#### What is expected
Repeat all the data that appears below, keeping it exact.

#### Material provided
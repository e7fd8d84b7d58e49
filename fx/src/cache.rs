//! The cached rate table and the store seam it lives behind.

use chrono::Duration;
use parking_lot::RwLock;
use payconsole_common::{time, Currency, RateTable, Timestamp};
use serde::{Deserialize, Serialize};
use std::sync::Arc;
use tracing::debug;

/// The last fetched rate table.
///
/// `last_fetch_time == None` together with an empty base means the cache has
/// never been populated.
#[derive(Debug, Clone, Default, PartialEq, Serialize, Deserialize)]
#[serde(rename_all = "camelCase")]
pub struct RateCacheEntry {
    pub rates: RateTable,
    pub base_currency: Currency,
    pub last_fetch_time: Option<Timestamp>,
}

impl RateCacheEntry {
    /// An entry stamped with the current time.
    pub fn fetched_now(base_currency: Currency, rates: RateTable) -> Self {
        Self {
            rates,
            base_currency,
            last_fetch_time: Some(time::now()),
        }
    }

    /// An empty, never-fetched entry.
    pub fn empty() -> Self {
        Self::default()
    }

    /// Whether any table was ever recorded, fetched or fallback.
    pub fn is_populated(&self) -> bool {
        !self.base_currency.is_empty() && !self.rates.is_empty()
    }

    /// Cache hit test: same base and fetched less than `window` ago.
    pub fn is_fresh_for(&self, base: &Currency, window: Duration) -> bool {
        match self.last_fetch_time {
            Some(fetched_at) if self.base_currency == *base => {
                let fresh = time::is_within(fetched_at, window);
                debug!(base = %base, fetched_at = %fetched_at, fresh, "Checked cached rates");
                fresh
            }
            _ => false,
        }
    }

    /// Rate for `currency`, if the table has one.
    pub fn rate_for(&self, currency: &Currency) -> Option<rust_decimal::Decimal> {
        self.rates.get(currency)
    }
}

/// Where the fetcher keeps its rate cache.
///
/// Implementations hand out clones and swap the whole entry on write, so a
/// reader never observes a half-updated table.
pub trait RateStore: Send + Sync {
    /// Copy of the current entry.
    fn snapshot(&self) -> RateCacheEntry;

    /// Replace the entry wholesale.
    fn replace(&self, entry: RateCacheEntry);
}

/// Shared rate store handle.
pub type SharedRateStore = Arc<dyn RateStore>;

/// Rate store that lives only as long as the process.
#[derive(Debug, Default)]
pub struct InMemoryRateStore {
    entry: RwLock<RateCacheEntry>,
}

impl InMemoryRateStore {
    pub fn new() -> Self {
        Self::default()
    }

    /// Start from a previously captured entry.
    pub fn with_entry(entry: RateCacheEntry) -> Self {
        Self {
            entry: RwLock::new(entry),
        }
    }
}

impl RateStore for InMemoryRateStore {
    fn snapshot(&self) -> RateCacheEntry {
        self.entry.read().clone()
    }

    fn replace(&self, entry: RateCacheEntry) {
        *self.entry.write() = entry;
    }
}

#### Solution for this task
repository e7fd8d84b7d58e49
filename fx/src/cache.rs
//! The cached rate table and the store seam it lives behind.

use chrono::Duration;
use parking_lot::RwLock;
use payconsole_common::{time, Currency, RateTable, Timestamp};
use serde::{Deserialize, Serialize};
use std::sync::Arc;
use tracing::debug;

/// The last fetched rate table.
///
/// `last_fetch_time == None` together with an empty base means the cache has
/// never been populated.
#[derive(Debug, Clone, Default, PartialEq, Serialize, Deserialize)]
#[serde(rename_all = "camelCase")]
pub struct RateCacheEntry {
    pub rates: RateTable,
    pub base_currency: Currency,
    pub last_fetch_time: Option<Timestamp>,
}

impl RateCacheEntry {
    /// An entry stamped with the current time.
    pub fn fetched_now(base_currency: Currency, rates: RateTable) -> Self {
        Self {
            rates,
            base_currency,
            last_fetch_time: Some(time::now()),
        }
    }

    /// An empty, never-fetched entry.
    pub fn empty() -> Self {
        Self::default()
    }

    /// Whether any table was ever recorded, fetched or fallback.
    pub fn is_populated(&self) -> bool {
        !self.base_currency.is_empty() && !self.rates.is_empty()
    }

    /// Cache hit test: same base and fetched less than `window` ago.
    pub fn is_fresh_for(&self, base: &Currency, window: Duration) -> bool {
        match self.last_fetch_time {
            Some(fetched_at) if self.base_currency == *base => {
                let fresh = time::is_within(fetched_at, window);
                debug!(base = %base, fetched_at = %fetched_at, fresh, "Checked cached rates");
                fresh
            }
            _ => false,
        }
    }

    /// Rate for `currency`, if the table has one.
    pub fn rate_for(&self, currency: &Currency) -> Option<rust_decimal::Decimal> {
        self.rates.get(currency)
    }
}

/// Where the fetcher keeps its rate cache.
///
/// Implementations hand out clones and swap the whole entry on write, so a
/// reader never observes a half-updated table.
pub trait RateStore: Send + Sync {
    /// Copy of the current entry.
    fn snapshot(&self) -> RateCacheEntry;

    /// Replace the entry wholesale.
    fn replace(&self, entry: RateCacheEntry);
}

/// Shared rate store handle.
pub type SharedRateStore = Arc<dyn RateStore>;

/// Rate store that lives only as long as the process.
#[derive(Debug, Default)]
pub struct InMemoryRateStore {
    entry: RwLock<RateCacheEntry>,
}

impl InMemoryRateStore {
    pub fn new() -> Self {
        Self::default()
    }

    /// Start from a previously captured entry.
    pub fn with_entry(entry: RateCacheEntry) -> Self {
        Self {
            entry: RwLock::new(entry),
        }
    }
}

impl RateStore for InMemoryRateStore {
    fn snapshot(&self) -> RateCacheEntry {
        self.entry.read().clone()
    }

    fn replace(&self, entry: RateCacheEntry) {
        *self.entry.write() = entry;
    }
}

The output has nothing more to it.